Istat, bilancio a 10 anni dal 3+2 Laurea prima, ma ultimi nell’Ue

ROMA – Ci si laurea di più e prima, sconfinando meno nel ‘fuoricorso’, seguendo con più assiduità le lezioni e dedicando più spazio agli stage: è il bilancio a 10 anni dalla riforma dell’università (che ha introdotto il cosiddetto 3+2) stilato dall’ultimo rapporto Almalaurea sul profilo dei laureati.

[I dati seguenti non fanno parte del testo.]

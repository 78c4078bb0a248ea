//! HTTP server for document question answering

pub mod page;
pub mod routes;
pub mod state;

use axum::{routing::get, Router};
use std::net::SocketAddr;
use tower_http::{
    compression::CompressionLayer,
    cors::{Any, CorsLayer},
    trace::TraceLayer,
};

use crate::config::RagConfig;
use crate::error::{Error, Result};
use state::AppState;

/// HTTP server
pub struct RagServer {
    config: RagConfig,
    state: AppState,
}

impl RagServer {
    /// Create a server, building providers and the session
    pub async fn new(config: RagConfig) -> Result<Self> {
        let state = AppState::new(config.clone()).await?;
        Ok(Self { config, state })
    }

    /// Create a server around existing state
    pub fn with_state(state: AppState) -> Self {
        Self {
            config: state.config().clone(),
            state,
        }
    }

    /// Build the router with all routes
    pub fn build_router(&self) -> Router {
        let cors = CorsLayer::new()
            .allow_origin(Any)
            .allow_methods(Any)
            .allow_headers(Any);

        Router::new()
            .route("/", get(page::index))
            .route("/health", get(health_check))
            .route("/ready", get(readiness))
            .nest("/api", routes::api_routes(self.config.server.max_upload_size))
            .with_state(self.state.clone())
            // Applied bottom to top
            .layer(TraceLayer::new_for_http())
            .layer(CompressionLayer::new())
            .layer(cors)
    }

    /// Start the server
    pub async fn start(self) -> Result<()> {
        let addr: SocketAddr = self
            .address()
            .parse()
            .map_err(|e| Error::Config(format!("Invalid address: {}", e)))?;

        let router = self.build_router();

        tracing::info!("Starting server on http://{}", addr);

        let listener = tokio::net::TcpListener::bind(addr)
            .await
            .map_err(|e| Error::Config(format!("Failed to bind {}: {}", addr, e)))?;

        axum::serve(listener, router)
            .await
            .map_err(|e| Error::internal(format!("Server error: {}", e)))?;

        Ok(())
    }

    /// Get the server address
    pub fn address(&self) -> String {
        format!("{}:{}", self.config.server.host, self.config.server.port)
    }
}

/// Health check endpoint
async fn health_check() -> &'static str {
    "OK"
}

/// Readiness: 200 once a knowledge base exists
async fn readiness(state: axum::extract::State<AppState>) -> axum::http::StatusCode {
    if state.is_ready() {
        axum::http::StatusCode::OK
    } else {
        axum::http::StatusCode::SERVICE_UNAVAILABLE
    }
}
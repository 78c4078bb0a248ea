//! Groq client (OpenAI-compatible chat completions) with retry logic

use async_trait::async_trait;
use reqwest::Client;
use serde::{Deserialize, Serialize};
use std::time::Duration;

use crate::config::LlmConfig;
use crate::error::{Error, Result};
use crate::providers::LlmProvider;
use crate::retry::{Failure, RetryPolicy};

#[derive(Serialize)]
struct ChatRequest<'a> {
    model: &'a str,
    messages: Vec<ChatMessage<'a>>,
    temperature: f32,
    stream: bool,
}

#[derive(Serialize)]
struct ChatMessage<'a> {
    role: &'a str,
    content: &'a str,
}

#[derive(Deserialize)]
struct ChatResponse {
    choices: Vec<ChatChoice>,
}

#[derive(Deserialize)]
struct ChatChoice {
    message: ChatResponseMessage,
}

#[derive(Deserialize)]
struct ChatResponseMessage {
    content: Option<String>,
}

/// Hosted generation client
pub struct GroqClient {
    client: Client,
    base_url: String,
    model: String,
    api_key: Option<String>,
    temperature: f32,
    retry: RetryPolicy,
}

impl GroqClient {
    /// Create a client from configuration; the credential may be absent,
    /// in which case every completion fails with a service error
    pub fn new(config: &LlmConfig) -> Result<Self> {
        let client = Client::builder()
            .timeout(Duration::from_secs(config.timeout_secs))
            .pool_max_idle_per_host(5)
            .build()
            .map_err(|e| Error::Config(format!("Failed to create HTTP client: {}", e)))?;

        Ok(Self {
            client,
            base_url: config.base_url.trim_end_matches('/').to_string(),
            model: config.model_name.clone(),
            api_key: config.api_key.clone(),
            temperature: config.temperature,
            retry: RetryPolicy::new(config.max_retries),
        })
    }

    /// Replace the retry policy
    pub fn with_retry(mut self, retry: RetryPolicy) -> Self {
        self.retry = retry;
        self
    }

    fn api_key(&self) -> Result<&str> {
        self.api_key.as_deref().ok_or_else(|| {
            Error::service(format!(
                "No API credential configured for {} (set {})",
                self.model,
                crate::config::API_KEY_VAR
            ))
        })
    }

    async fn request_completion(
        &self,
        api_key: &str,
        prompt: &str,
    ) -> std::result::Result<String, Failure> {
        let url = format!("{}/chat/completions", self.base_url);
        let request = ChatRequest {
            model: &self.model,
            messages: vec![ChatMessage {
                role: "user",
                content: prompt,
            }],
            temperature: self.temperature,
            stream: false,
        };

        let response = self
            .client
            .post(&url)
            .bearer_auth(api_key)
            .json(&request)
            .send()
            .await
            .map_err(|e| {
                Failure::Transient(if e.is_timeout() {
                    Error::service(format!("Generation request timed out: {}", e))
                } else {
                    Error::service(format!("Generation request failed: {}", e))
                })
            })?;

        if !response.status().is_success() {
            let status = response.status();
            let body = response.text().await.unwrap_or_default();
            return Err(Failure::from_status(
                status,
                Error::service(format!("Generation failed: HTTP {} - {}", status, body)),
            ));
        }

        let parsed: ChatResponse = response.json().await.map_err(|e| {
            Failure::Transient(Error::service(format!(
                "Failed to parse generation response: {}",
                e
            )))
        })?;

        parsed
            .choices
            .into_iter()
            .next()
            .and_then(|choice| choice.message.content)
            .map(|content| content.trim().to_string())
            .filter(|content| !content.is_empty())
            .ok_or_else(|| {
                Failure::Permanent(Error::service("Generation returned an empty completion"))
            })
    }
}

#[async_trait]
impl LlmProvider for GroqClient {
    async fn complete(&self, prompt: &str) -> Result<String> {
        let api_key = self.api_key()?;

        tracing::info!("Generating answer with model: {}", self.model);

        self.retry
            .run("Generation request", move || {
                self.request_completion(api_key, prompt)
            })
            .await
    }

    async fn health_check(&self) -> Result<bool> {
        let Ok(api_key) = self.api_key() else {
            return Ok(false);
        };
        let url = format!("{}/models", self.base_url);
        match self.client.get(&url).bearer_auth(api_key).send().await {
            Ok(response) => Ok(response.status().is_success()),
            Err(_) => Ok(false),
        }
    }

    fn name(&self) -> &str {
        "groq"
    }

    fn model(&self) -> &str {
        &self.model
    }
}

#[cfg(test)]
mod tests {
    use super::*;
    use crate::test_support::spawn_mock_server;
    use axum::{http::HeaderMap, http::StatusCode, routing::post, Json, Router};
    use serde_json::{json, Value};
    use std::sync::atomic::{AtomicU32, Ordering};
    use std::sync::Arc;

    fn client_for(base_url: String, api_key: Option<&str>) -> GroqClient {
        let config = LlmConfig {
            base_url,
            api_key: api_key.map(str::to_string),
            ..LlmConfig::default()
        };
        GroqClient::new(&config)
            .unwrap()
            .with_retry(RetryPolicy::immediate(0))
    }

    #[tokio::test]
    async fn test_complete_sends_prompt_and_reads_choice() {
        let router = Router::new().route(
            "/chat/completions",
            post(|headers: HeaderMap, Json(body): Json<Value>| async move {
                assert_eq!(headers["authorization"], "Bearer gsk_test");
                assert_eq!(body["model"], "llama-3.3-70b-versatile");
                assert_eq!(body["messages"][0]["role"], "user");
                assert_eq!(body["messages"][0]["content"], "prompt text");
                Json(json!({
                    "choices": [{ "message": { "role": "assistant", "content": " 30 days. " } }]
                }))
            }),
        );
        let base_url = spawn_mock_server(router).await;

        let answer = client_for(base_url, Some("gsk_test"))
            .complete("prompt text")
            .await
            .unwrap();
        assert_eq!(answer, "30 days.");
    }

    #[tokio::test]
    async fn test_http_error_is_service_error() {
        let router = Router::new().route(
            "/chat/completions",
            post(|| async { (StatusCode::INTERNAL_SERVER_ERROR, "upstream exploded") }),
        );
        let base_url = spawn_mock_server(router).await;

        let err = client_for(base_url, Some("gsk_test"))
            .complete("prompt")
            .await
            .unwrap_err();
        assert!(err.is_retryable());
        assert!(err.to_string().contains("upstream exploded"));
    }

    #[tokio::test]
    async fn test_rejected_request_is_not_retried() {
        let counter = Arc::new(AtomicU32::new(0));
        let hits = counter.clone();
        let router = Router::new().route(
            "/chat/completions",
            post(move || {
                let hits = hits.clone();
                async move {
                    hits.fetch_add(1, Ordering::SeqCst);
                    (StatusCode::UNAUTHORIZED, "invalid api key")
                }
            }),
        );
        let base_url = spawn_mock_server(router).await;

        let err = client_for(base_url, Some("gsk_bad"))
            .with_retry(RetryPolicy::immediate(3))
            .complete("prompt")
            .await
            .unwrap_err();
        assert!(err.to_string().contains("401"));
        assert_eq!(counter.load(Ordering::SeqCst), 1);
    }

    #[tokio::test]
    async fn test_server_error_is_retried() {
        let counter = Arc::new(AtomicU32::new(0));
        let hits = counter.clone();
        let router = Router::new().route(
            "/chat/completions",
            post(move || {
                let hits = hits.clone();
                async move {
                    hits.fetch_add(1, Ordering::SeqCst);
                    (StatusCode::BAD_GATEWAY, "try later")
                }
            }),
        );
        let base_url = spawn_mock_server(router).await;

        let err = client_for(base_url, Some("gsk_test"))
            .with_retry(RetryPolicy::immediate(2))
            .complete("prompt")
            .await
            .unwrap_err();
        assert!(err.is_retryable());
        assert_eq!(counter.load(Ordering::SeqCst), 3);
    }

    #[tokio::test]
    async fn test_empty_choices_is_service_error() {
        let router = Router::new().route(
            "/chat/completions",
            post(|| async { Json(json!({ "choices": [] })) }),
        );
        let base_url = spawn_mock_server(router).await;

        let err = client_for(base_url, Some("gsk_test"))
            .complete("prompt")
            .await
            .unwrap_err();
        assert!(matches!(err, Error::Service(_)));
    }

    #[tokio::test]
    async fn test_missing_credential_fails_without_request() {
        let client = client_for("http://127.0.0.1:9".to_string(), None);
        let err = client.complete("prompt").await.unwrap_err();

        assert!(matches!(err, Error::Service(ref m) if m.contains("GROQ_API_KEY")));
        assert!(!client.health_check().await.unwrap());
    }
}
//! Session: the knowledge base for one user and the operations on it
//!
//! A session starts `Empty`. A successful ingestion builds a fresh index and
//! swaps it in whole, replacing whatever was there. Questions read the
//! current index without blocking ingestion.

use chrono::{DateTime, Utc};
use futures::stream::{self, StreamExt};
use parking_lot::RwLock;
use std::collections::HashSet;
use std::sync::Arc;
use std::time::Instant;
use tokio::sync::Mutex;
use uuid::Uuid;

use crate::config::RagConfig;
use crate::error::{Error, Result};
use crate::generation::AnswerGenerator;
use crate::ingestion::{IngestPipeline, PdfLoader, PreparedFile, TextChunker};
use crate::providers::embedding::check_dimensions;
use crate::providers::{EmbeddingProvider, LlmProvider};
use crate::retrieval::VectorIndex;
use crate::types::{
    AskOutcome, FileFailure, IndexedFile, IngestOptions, IngestReport, KnowledgeState,
    SessionStatus, UploadedFile,
};

/// Knowledge base state
#[derive(Debug, Clone, Default)]
pub enum KnowledgeBase {
    /// Nothing ingested yet, or reset
    #[default]
    Empty,
    /// Index from the last successful ingestion
    Ready {
        index: Arc<VectorIndex>,
        updated_at: DateTime<Utc>,
    },
}

impl KnowledgeBase {
    pub fn state(&self) -> KnowledgeState {
        match self {
            KnowledgeBase::Empty => KnowledgeState::Empty,
            KnowledgeBase::Ready { .. } => KnowledgeState::Ready,
        }
    }
}

/// A file that went through load, chunk and embed
struct EmbeddedFile {
    content_hash: String,
    prepared: PreparedFile,
    vectors: Vec<Vec<f32>>,
}

/// One user's question-answering session
pub struct Session {
    id: Uuid,
    knowledge: RwLock<KnowledgeBase>,
    /// Serializes ingestions; questions never take it
    ingest_lock: Mutex<()>,
    pipeline: IngestPipeline,
    embedder: Arc<dyn EmbeddingProvider>,
    generator: AnswerGenerator,
    top_k: usize,
    parallel_files: usize,
}

impl Session {
    /// Create a session with default retrieval settings
    pub fn new(
        pipeline: IngestPipeline,
        embedder: Arc<dyn EmbeddingProvider>,
        generator: AnswerGenerator,
    ) -> Self {
        Self {
            id: Uuid::new_v4(),
            knowledge: RwLock::new(KnowledgeBase::Empty),
            ingest_lock: Mutex::new(()),
            pipeline,
            embedder,
            generator,
            top_k: 4,
            parallel_files: 1,
        }
    }

    /// Create a session wired from configuration and ready-made providers
    pub fn from_config(
        config: &RagConfig,
        embedder: Arc<dyn EmbeddingProvider>,
        llm: Arc<dyn LlmProvider>,
    ) -> Result<Self> {
        let mut loader =
            PdfLoader::new(std::time::Duration::from_secs(config.ingestion.pdf_timeout_secs));
        if let Some(dir) = &config.ingestion.temp_dir {
            loader = loader.with_temp_dir(dir);
        }
        let chunker = TextChunker::new(config.chunking.chunk_size, config.chunking.chunk_overlap)?;

        Ok(Self::new(
            IngestPipeline::new(loader, chunker),
            embedder,
            AnswerGenerator::new(llm),
        )
        .with_top_k(config.retrieval.top_k)
        .with_parallel_files(config.ingestion.effective_parallel_files()))
    }

    /// Number of chunks retrieved per question
    pub fn with_top_k(mut self, top_k: usize) -> Self {
        self.top_k = top_k;
        self
    }

    /// Number of files loaded and embedded at once
    pub fn with_parallel_files(mut self, parallel_files: usize) -> Self {
        self.parallel_files = parallel_files.max(1);
        self
    }

    pub fn id(&self) -> Uuid {
        self.id
    }

    pub fn embedder(&self) -> &Arc<dyn EmbeddingProvider> {
        &self.embedder
    }

    pub fn generator(&self) -> &AnswerGenerator {
        &self.generator
    }

    /// Snapshot of the current knowledge base
    pub fn knowledge(&self) -> KnowledgeBase {
        self.knowledge.read().clone()
    }

    /// Build a new knowledge base from `files`, replacing the current one
    ///
    /// Files are isolated: a corrupt PDF or a failed embedding marks that
    /// file as failed and the rest of the batch continues. When no file
    /// succeeds the current knowledge base is left untouched.
    pub async fn ingest(
        &self,
        files: Vec<UploadedFile>,
        options: IngestOptions,
    ) -> Result<IngestReport> {
        if files.is_empty() {
            return Err(Error::InvalidInput("No files uploaded".into()));
        }

        let pipeline = self.pipeline_for(&options)?;
        let _guard = self.ingest_lock.lock().await;
        let start = Instant::now();

        tracing::info!("Ingesting {} file(s)", files.len());

        let mut seen = HashSet::new();
        let mut skipped = Vec::new();
        let mut unique = Vec::with_capacity(files.len());
        for file in files {
            let hash = file.content_hash();
            if seen.insert(hash.clone()) {
                unique.push((hash, file));
            } else {
                tracing::warn!("Skipping duplicate upload: {}", file.name);
                skipped.push(file.name);
            }
        }

        let results: Vec<(String, Result<EmbeddedFile>)> = stream::iter(unique)
            .map(|(hash, file)| {
                let pipeline = pipeline.clone();
                async move {
                    let name = file.name.clone();
                    let result = self.process_file(pipeline, hash, file).await;
                    (name, result)
                }
            })
            .buffered(self.parallel_files)
            .collect()
            .await;

        let mut embedded = Vec::new();
        let mut failed = Vec::new();
        for (name, result) in results {
            match result {
                Ok(file) => embedded.push(file),
                Err(e @ Error::Validation(_)) => return Err(e),
                Err(e) => {
                    tracing::warn!("Failed to ingest {}: {}", name, e);
                    failed.push(FileFailure {
                        source_name: name,
                        kind: e.kind().to_string(),
                        message: e.to_string(),
                        retryable: e.is_retryable(),
                    });
                }
            }
        }

        if embedded.is_empty() {
            tracing::warn!("No file could be ingested; knowledge base unchanged");
            return Ok(IngestReport {
                knowledge_base_updated: false,
                indexed: Vec::new(),
                failed,
                skipped,
                total_chunks: 0,
                message: "No documents could be indexed. Knowledge base unchanged.".to_string(),
                processing_time_ms: start.elapsed().as_millis() as u64,
            });
        }

        let mut indexed = Vec::with_capacity(embedded.len());
        let mut chunks = Vec::new();
        let mut vectors = Vec::new();
        for file in embedded {
            indexed.push(IndexedFile {
                source_name: file.prepared.source_name.clone(),
                content_hash: file.content_hash,
                pages: file.prepared.pages.len(),
                chunks: file.prepared.chunks.len(),
            });
            chunks.extend(file.prepared.chunks);
            vectors.extend(file.vectors);
        }

        let index = VectorIndex::build(chunks, vectors)?;
        let total_chunks = index.len();

        *self.knowledge.write() = KnowledgeBase::Ready {
            index: Arc::new(index),
            updated_at: Utc::now(),
        };

        let processing_time_ms = start.elapsed().as_millis() as u64;
        tracing::info!(
            "Brain updated: {} chunks from {} file(s) in {}ms ({} failed, {} skipped)",
            total_chunks,
            indexed.len(),
            processing_time_ms,
            failed.len(),
            skipped.len()
        );

        Ok(IngestReport {
            knowledge_base_updated: true,
            indexed,
            failed,
            skipped,
            total_chunks,
            message: format!("Brain Updated! {} chunks indexed.", total_chunks),
            processing_time_ms,
        })
    }

    /// Answer a question from the current knowledge base
    pub async fn ask(&self, question: &str) -> Result<AskOutcome> {
        let question = question.trim();
        if question.is_empty() {
            return Err(Error::InvalidInput("Question must not be empty".into()));
        }

        // Clone the Arc and drop the lock before any await
        let index = match &*self.knowledge.read() {
            KnowledgeBase::Empty => None,
            KnowledgeBase::Ready { index, .. } => Some(Arc::clone(index)),
        };
        let Some(index) = index else {
            tracing::info!("Question asked before any documents were ingested");
            return Ok(AskOutcome::no_knowledge_base());
        };

        tracing::info!("Question: \"{}\"", question);

        let query_vector = self.embedder.embed(question).await?;
        let retrieved = index.query(&query_vector, self.top_k)?;

        tracing::debug!(
            "Retrieved {} chunks (best similarity {:.3})",
            retrieved.len(),
            retrieved.first().map(|r| r.similarity).unwrap_or(0.0)
        );

        let answer = self.generator.generate(question, retrieved).await?;

        tracing::info!(
            "Answered in {}ms with {} sources",
            answer.processing_time_ms,
            answer.sources.len()
        );

        Ok(AskOutcome::Answered(answer))
    }

    /// Summary of the current knowledge base
    pub fn status(&self) -> SessionStatus {
        match &*self.knowledge.read() {
            KnowledgeBase::Empty => SessionStatus {
                session_id: self.id,
                state: KnowledgeState::Empty,
                chunk_count: 0,
                sources: Vec::new(),
                updated_at: None,
            },
            KnowledgeBase::Ready { index, updated_at } => SessionStatus {
                session_id: self.id,
                state: KnowledgeState::Ready,
                chunk_count: index.len(),
                sources: index.sources(),
                updated_at: Some(*updated_at),
            },
        }
    }

    /// Discard the knowledge base
    pub async fn reset(&self) {
        let _guard = self.ingest_lock.lock().await;
        *self.knowledge.write() = KnowledgeBase::Empty;
        tracing::info!("Knowledge base cleared");
    }

    fn pipeline_for(&self, options: &IngestOptions) -> Result<IngestPipeline> {
        if options.chunk_size.is_none() && options.chunk_overlap.is_none() {
            return Ok(self.pipeline.clone());
        }

        let current = self.pipeline.chunker();
        let chunk_size = options.chunk_size.unwrap_or(current.chunk_size());
        let overlap = options.chunk_overlap.unwrap_or(current.overlap());
        let chunker = TextChunker::new(chunk_size, overlap)
            .map_err(|_| Error::InvalidInput(format!(
                "Invalid chunking options: chunk_size={}, chunk_overlap={}",
                chunk_size, overlap
            )))?;

        Ok(self.pipeline.with_chunker(chunker))
    }

    async fn process_file(
        &self,
        pipeline: IngestPipeline,
        content_hash: String,
        file: UploadedFile,
    ) -> Result<EmbeddedFile> {
        tracing::info!("Processing file: {} ({} bytes)", file.name, file.data.len());

        let prepared = tokio::task::spawn_blocking(move || pipeline.prepare(&file.name, &file.data))
            .await
            .map_err(|e| Error::internal(format!("PDF task failed: {}", e)))??;

        tracing::debug!(
            "{}: {} pages, {} chunks",
            prepared.source_name,
            prepared.pages.len(),
            prepared.chunks.len()
        );

        let texts: Vec<String> = prepared
            .chunks
            .iter()
            .map(|c| c.text().to_string())
            .collect();
        let vectors = self.embedder.embed_batch(&texts).await?;

        if vectors.len() != texts.len() {
            return Err(Error::validation(format!(
                "{} returned {} embeddings for {} chunks",
                self.embedder.name(),
                vectors.len(),
                texts.len()
            )));
        }
        for vector in &vectors {
            check_dimensions(self.embedder.as_ref(), vector)?;
        }

        Ok(EmbeddedFile {
            content_hash,
            prepared,
            vectors,
        })
    }
}
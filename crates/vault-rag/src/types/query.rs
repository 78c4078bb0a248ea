//! Request types

use serde::{Deserialize, Serialize};

/// Question request
#[derive(Debug, Clone, Serialize, Deserialize)]
pub struct AskRequest {
    /// The question to answer
    pub question: String,
}

/// Per-request ingestion overrides, sent as the `options` multipart field
#[derive(Debug, Clone, Default, Serialize, Deserialize)]
pub struct IngestOptions {
    /// Chunk size override
    #[serde(default)]
    pub chunk_size: Option<usize>,
    /// Chunk overlap override
    #[serde(default)]
    pub chunk_overlap: Option<usize>,
}
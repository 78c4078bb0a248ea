//! Page and chunk types with source provenance

use serde::{Deserialize, Serialize};

/// Text of a single PDF page, tagged with the file it came from
#[derive(Debug, Clone, PartialEq, Eq, Serialize, Deserialize)]
pub struct PageRecord {
    /// Original upload filename
    pub source_name: String,
    /// Page number (1-indexed)
    pub page_number: u32,
    /// Extracted, normalized page text
    pub text: String,
}

impl PageRecord {
    /// Create a page record
    pub fn new(source_name: impl Into<String>, page_number: u32, text: impl Into<String>) -> Self {
        Self {
            source_name: source_name.into(),
            page_number,
            text: text.into(),
        }
    }
}

/// A bounded span of document text, the unit of retrieval.
///
/// Fields are private: a chunk never changes after the chunker emits it.
#[derive(Debug, Clone, PartialEq, Eq, Serialize, Deserialize)]
pub struct DocumentChunk {
    text: String,
    source_name: String,
    page_number: u32,
    chunk_index: u32,
}

impl DocumentChunk {
    /// Create a chunk
    pub fn new(
        text: impl Into<String>,
        source_name: impl Into<String>,
        page_number: u32,
        chunk_index: u32,
    ) -> Self {
        Self {
            text: text.into(),
            source_name: source_name.into(),
            page_number,
            chunk_index,
        }
    }

    /// Chunk text
    pub fn text(&self) -> &str {
        &self.text
    }

    /// Original upload filename
    pub fn source_name(&self) -> &str {
        &self.source_name
    }

    /// Page on which the chunk starts
    pub fn page_number(&self) -> u32 {
        self.page_number
    }

    /// Position of the chunk within its document
    pub fn chunk_index(&self) -> u32 {
        self.chunk_index
    }

    /// Length in characters
    pub fn char_len(&self) -> usize {
        self.text.chars().count()
    }
}

/// An uploaded file waiting to be ingested
#[derive(Debug, Clone)]
pub struct UploadedFile {
    /// Original filename
    pub name: String,
    /// Raw file bytes
    pub data: bytes::Bytes,
}

impl UploadedFile {
    /// Create an upload
    pub fn new(name: impl Into<String>, data: impl Into<bytes::Bytes>) -> Self {
        Self {
            name: name.into(),
            data: data.into(),
        }
    }

    /// SHA-256 of the file bytes, hex encoded
    pub fn content_hash(&self) -> String {
        use sha2::{Digest, Sha256};
        hex::encode(Sha256::digest(&self.data))
    }
}
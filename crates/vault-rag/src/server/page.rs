//! Single-page upload and question form

use axum::response::Html;

/// GET / - The upload and question page
pub async fn index() -> Html<&'static str> {
    Html(INDEX_HTML)
}

const INDEX_HTML: &str = r#"<!DOCTYPE html>
<html lang="en">
<head>
<meta charset="utf-8">
<title>VaultAI: Document Q&amp;A</title>
<style>
  body { font-family: system-ui, sans-serif; margin: 0; display: flex; min-height: 100vh; }
  aside { width: 300px; padding: 1.5rem; background: #f3f4f6; }
  main { flex: 1; padding: 1.5rem 2.5rem; max-width: 900px; }
  button { margin-top: .75rem; padding: .5rem 1rem; cursor: pointer; }
  input[type=text] { width: 100%; padding: .6rem; font-size: 1rem; box-sizing: border-box; }
  .notice { margin-top: 1rem; padding: .75rem; border-radius: 6px; }
  .success { background: #dcfce7; }
  .warning { background: #fef9c3; }
  .error { background: #fee2e2; }
  .answer { white-space: pre-wrap; margin-top: 1rem; }
  details { margin-top: 1rem; }
  .source { border-left: 3px solid #9ca3af; padding-left: .75rem; margin: .75rem 0; white-space: pre-wrap; }
  mark { background: #fde68a; }
</style>
</head>
<body>
<aside>
  <h2>Document Upload</h2>
  <form id="upload-form">
    <input id="files" type="file" accept="application/pdf,.pdf" multiple>
    <br>
    <button type="submit">Build Brain</button>
  </form>
  <div id="upload-status"></div>
</aside>
<main>
  <h1>VaultAI: Internal Document Q&amp;A</h1>
  <form id="ask-form">
    <input id="question" type="text" placeholder="Ask a question about your documents" autocomplete="off">
    <button type="submit">Ask</button>
  </form>
  <div id="result"></div>
</main>
<script>
function escapeHtml(text) {
  return text.replace(/&/g, "&amp;").replace(/</g, "&lt;").replace(/>/g, "&gt;");
}

function withMarks(text) {
  return escapeHtml(text).replace(/&lt;mark&gt;/g, "<mark>").replace(/&lt;\/mark&gt;/g, "</mark>");
}

function notice(kind, text) {
  return '<div class="notice ' + kind + '">' + escapeHtml(text) + '</div>';
}

async function errorText(response) {
  try {
    const body = await response.json();
    return body.error ? body.error.message : response.statusText;
  } catch (_) {
    return response.statusText;
  }
}

document.getElementById("upload-form").addEventListener("submit", async (event) => {
  event.preventDefault();
  const status = document.getElementById("upload-status");
  const files = document.getElementById("files").files;
  if (files.length === 0) {
    status.innerHTML = notice("warning", "Choose at least one PDF.");
    return;
  }
  const form = new FormData();
  for (const file of files) form.append("files", file, file.name);
  status.innerHTML = notice("warning", "Processing documents...");

  const response = await fetch("/api/ingest", { method: "POST", body: form });
  if (!response.ok) {
    status.innerHTML = notice("error", await errorText(response));
    return;
  }
  const report = await response.json();
  let html = notice(report.knowledge_base_updated ? "success" : "error", report.message);
  for (const failure of report.failed) {
    html += notice("error", failure.source_name + ": " + failure.message);
  }
  for (const name of report.skipped) {
    html += notice("warning", name + ": duplicate, skipped");
  }
  status.innerHTML = html;
});

document.getElementById("ask-form").addEventListener("submit", async (event) => {
  event.preventDefault();
  const result = document.getElementById("result");
  const question = document.getElementById("question").value;
  if (!question.trim()) return;
  result.innerHTML = notice("warning", "Thinking...");

  const response = await fetch("/api/ask", {
    method: "POST",
    headers: { "Content-Type": "application/json" },
    body: JSON.stringify({ question }),
  });
  if (!response.ok) {
    result.innerHTML = notice("error", await errorText(response));
    return;
  }
  const outcome = await response.json();
  if (outcome.status === "no_knowledge_base") {
    result.innerHTML = notice("warning", outcome.warning);
    return;
  }
  let html = '<h3>Answer</h3><div class="answer">' + escapeHtml(outcome.answer) + '</div>';
  html += '<details><summary>View Sources</summary>';
  for (const source of outcome.sources) {
    html += '<div class="source"><strong>' + escapeHtml(source.source_name) +
      ' (Page ' + source.page_number + ')</strong><br>' + withMarks(source.text_highlighted) + '</div>';
  }
  html += '</details>';
  result.innerHTML = html;
});
</script>
</body>
</html>
"#;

Dati tutto sommato confortanti, che tuttavia devono fare i conti con un’altra altrettanto documentata realtà: la posizione dell’Italia resta distante da quella di altri paesi europei. Nel 2007 hanno conseguito un titolo terziario (dati Istat diffusi ieri) circa 60 persone ogni mille giovani (20-29 anni), a fronte dei 77 della Francia e di oltre 80 del Regno Unito e della Danimarca.

Anche anche i titoli nelle discipline tecnico – scientifiche collocano l’Italia sotto la media Ue (12,1 a fronte di 13,8 per mille 20-29 anni), poco al di sopra di Spagna e Germania. E non va meglio a guardare il numero dei ricercatori a tempo pieno nelle imprese: è salito di appena il 14% tra il 1990 e il 2008, contro il 40% della Germania; nello stesso periodo, in Francia il numero dei ricercatori è raddoppiato e in Spagna triplicato.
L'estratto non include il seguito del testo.